Practical exercises will focus on specific evaluation tasks that emerging AI could potentially help with. Participants will identify common these tasks and identify different GenAI tools that could support with them. Through hands-on exercises we will try out the tools and compare results in order to analyse how the tools might enable efficiencies or quality improvements and revealing challenges such as bias and quality issues. We will discuss ways to mitigate the risks of GenAI use as well as whether AI should be integrated at all, depending on an assessment of its real benefit in context and its potential for harm.

  1. What to look out for when assessing the use of AI (8 hours): In this final module, we will change our perspective to consider situations where AI is not a tool to be used for evaluation, but rather is the object to be evaluated or assessed. We will look at two specific situations: First, what frameworks can be applied to evaluation of AI -enabled programmes? Second, when commissioning evaluations, how can we assess a proposal that contains AI-enabled methods or approaches? We will introduce frameworks and toolkits that can be used in these situations. Practical exercises will focus on scenarios related to the above situations so that participants can experience what it means to be assessing the use of AI.

Workshop Objectives:

By the end of the course, participants will be able to:

  • Understand and critically assess the basics of AI, how it works, and what its strengths and weaknesses and ethical challenges are.
  • Understand where – in an evaluation workflow – AI can be used safely and where risks of misuse and biased results are greatest.
  • Identify AI tools that can help evaluators conduct evaluations.
  • Understand basic frameworks that can be used to evaluate AI tools.
  • Access toolkits that can help assess the proposed use of AI in evaluations.

Recommended for:

  • Evaluators who have not previously been exposed to AI in their evaluation practice – or who have had limited exposure and who want to understand the use of AI better.
  • Evaluators tasked with evaluating AI-enabled programmes.
  • Evaluation commissioners who need to deal with AI in their work.

Level

Beginner level. Participants should be familiar with the basics of evaluation methodology, ideally mixed-methods and theory-based evaluations (though no specific methodological specification is required). No previous exposure or understanding of AI generally or AI in evaluations is required.

Prerequisites:

Instructors may ask participants to install or register for an AI tool of their choice before the workshop.

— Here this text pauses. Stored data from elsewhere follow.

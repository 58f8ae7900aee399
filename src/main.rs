//! Wiring & DI. Entry point: load config, open the store, inject into the
//! service, serve HTTP. No business logic here.

use dotenv::dotenv;
use eco_community::adapters::avatar::RandomAvatarPicker;
use eco_community::adapters::http::{self, AppState, HttpSettings};
use eco_community::adapters::persistence::{MemoryRepo, SqliteRepo};
use eco_community::ports::{CommunityPort, PostStore, UserStore};
use eco_community::shared::config::{AppConfig, StorageKind};
use eco_community::usecases::CommunityService;
use std::path::PathBuf;
use std::sync::Arc;
use tokio::net::TcpListener;
use tracing::{info, warn};
use tracing_subscriber::{EnvFilter, layer::SubscriberExt, util::SubscriberInitExt};

#[tokio::main]
async fn main() -> anyhow::Result<()> {
    let env_loaded = dotenv();
    tracing_subscriber::registry()
        .with(EnvFilter::try_from_default_env().unwrap_or_else(|_| "info".into()))
        .with(tracing_subscriber::fmt::layer())
        .init();

    match &env_loaded {
        Ok(path) => info!(path = %path.display(), "loaded .env"),
        Err(_) => info!("no .env found"),
    }

    let cfg = AppConfig::load().unwrap_or_else(|e| {
        warn!(error = %e, "config load failed, using defaults");
        AppConfig::default()
    });
    let http_settings =
        HttpSettings::from_parts(&cfg.user_header_or_default(), cfg.cors_origin.as_deref())?;

    // --- Stores: one handle for the process lifetime, dropped after shutdown ---
    let (users, posts): (Arc<dyn UserStore>, Arc<dyn PostStore>) = match cfg.storage_or_default()
    {
        StorageKind::Sqlite => {
            let data_dir = PathBuf::from(cfg.data_dir_or_default());
            let repo = Arc::new(
                SqliteRepo::connect(&data_dir)
                    .await
                    .map_err(|e| anyhow::anyhow!("SQLite connect failed: {}", e))?,
            );
            info!(path = %repo.db_path().display(), "using SQLite storage");
            (Arc::clone(&repo) as Arc<dyn UserStore>, repo as Arc<dyn PostStore>)
        }
        StorageKind::Memory => {
            warn!("using in-memory storage; data is lost on restart");
            let repo = Arc::new(MemoryRepo::new());
            (Arc::clone(&repo) as Arc<dyn UserStore>, repo as Arc<dyn PostStore>)
        }
    };

    // --- Service ---
    let community: Arc<dyn CommunityPort> = Arc::new(CommunityService::new(
        users,
        posts,
        Arc::new(RandomAvatarPicker),
    ));

    let app = http::router(AppState { community }, &http_settings);

    let address = cfg.bind_address();
    info!(%address, "binding");
    let listener = TcpListener::bind(&address)
        .await
        .map_err(|e| anyhow::anyhow!("bind {} failed: {}", address, e))?;

    http::serve(listener, app).await?;

    Ok(())
}
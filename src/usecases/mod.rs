//! Application use cases. Orchestrate domain logic via ports.

pub mod community_service;

pub use community_service::CommunityService;
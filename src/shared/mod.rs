//! Cross-cutting helpers shared by the binary and adapters.

pub mod config;
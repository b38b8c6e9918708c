//! 8-bit grayscale BMP support via the `image` crate.
//!
//! Any BMP is decoded to luma; writing clamps samples to `[0, 255]` and
//! truncates, so sentinel holes come out white.

use std::fs::File;
use std::io::{BufReader, BufWriter};
use std::path::Path;

use image::codecs::bmp::BmpEncoder;
use image::{DynamicImage, ExtendedColorType, ImageFormat, ImageReader};
use offload_compute::ImageGrid;
use tracing::{debug, trace};

use crate::{IoError, IoResult};

/// Reads a BMP file into a luma grid with samples in `0.0..=255.0`.
pub fn read_bitmap<P: AsRef<Path>>(path: P) -> IoResult<ImageGrid> {
    let path = path.as_ref();
    trace!(path = %path.display(), "bmp::read_bitmap");
    let reader = BufReader::new(File::open(path)?);

    let img = ImageReader::with_format(reader, ImageFormat::Bmp)
        .decode()
        .map_err(|e| IoError::DecodeError(e.to_string()))?;

    let luma = match img {
        DynamicImage::ImageLuma8(gray) => gray,
        other => other.to_luma8(),
    };
    let (width, height) = luma.dimensions();
    debug!(width, height, "bitmap decoded");

    let data = luma.into_raw().into_iter().map(f32::from).collect();
    Ok(ImageGrid::from_f32(data, height as usize, width as usize)?)
}

/// Writes a grid as an 8-bit grayscale BMP.
pub fn write_bitmap<P: AsRef<Path>>(path: P, grid: &ImageGrid) -> IoResult<()> {
    let path = path.as_ref();
    trace!(path = %path.display(), rows = grid.rows, cols = grid.cols, "bmp::write_bitmap");

    let width = u32::try_from(grid.cols).map_err(|_| too_large(grid))?;
    let height = u32::try_from(grid.rows).map_err(|_| too_large(grid))?;
    let pixels = to_u8(grid.data());

    let mut writer = BufWriter::new(File::create(path)?);
    let mut encoder = BmpEncoder::new(&mut writer);
    encoder
        .encode(&pixels, width, height, ExtendedColorType::L8)
        .map_err(|e| IoError::EncodeError(e.to_string()))?;
    Ok(())
}

/// Clamp to the byte range and truncate.
fn to_u8(samples: &[f32]) -> Vec<u8> {
    samples.iter().map(|&v| v.clamp(0.0, 255.0) as u8).collect()
}

fn too_large(grid: &ImageGrid) -> IoError {
    IoError::DimensionMismatch {
        expected: format!("at most {}x{}", u32::MAX, u32::MAX),
        actual: format!("{}x{}", grid.cols, grid.rows),
    }
}

#[cfg(test)]
mod tests {
    use super::*;

    #[test]
    fn test_to_u8_clamps_and_truncates() {
        assert_eq!(to_u8(&[-3.0, 0.0, 12.9, 255.0, 1234.0]), vec![0, 0, 12, 255, 255]);
    }

    #[test]
    fn test_nan_becomes_zero() {
        assert_eq!(to_u8(&[f32::NAN]), vec![0]);
    }
}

Instructions will be provided pre-workshop.

Instructors:

Linda Raftree: Linda Raftree founded the MERL Tech Initiative (MTI) in 2014, building on two decades of work at the intersection of community development, gender, youth participatory media, rights-based approaches and digital development. She is a well-known expert on responsible data approaches, AI policy and governance, inclusive digital approaches, safe tech-enabled programme design, and tech-enabled monitoring, evaluation, research and learning (MERL). Linda specialized in organizational and sector strategy in times of political flux and technological change. She runs sector-wide convenings through MTI and the New York City Technology Salon, which she started in 2011. Linda is a Certified Information Privacy Professional (CIPP & CIPM). She also serves on the SAFE AI Pool of Experts and co-teaches AI and MERL at Columbia University’s School of International and Public Affairs (SIPA).

Paul Jasper: As Senior Technical Lead, Paul Jasper leads Oxford Policy Management’s (OPM) Quantitative Methods and Data Science team. Paul is based in London, out of OPM’s UK office. He is an evaluator with over 15 years of experience, working in evaluations covering health, education, social protection, and a variety of other sectors and policy areas. His methodological focus is on quantitative and mixed methods approaches, as well as the use of Data Science and innovative data approaches, including AI, in evaluations.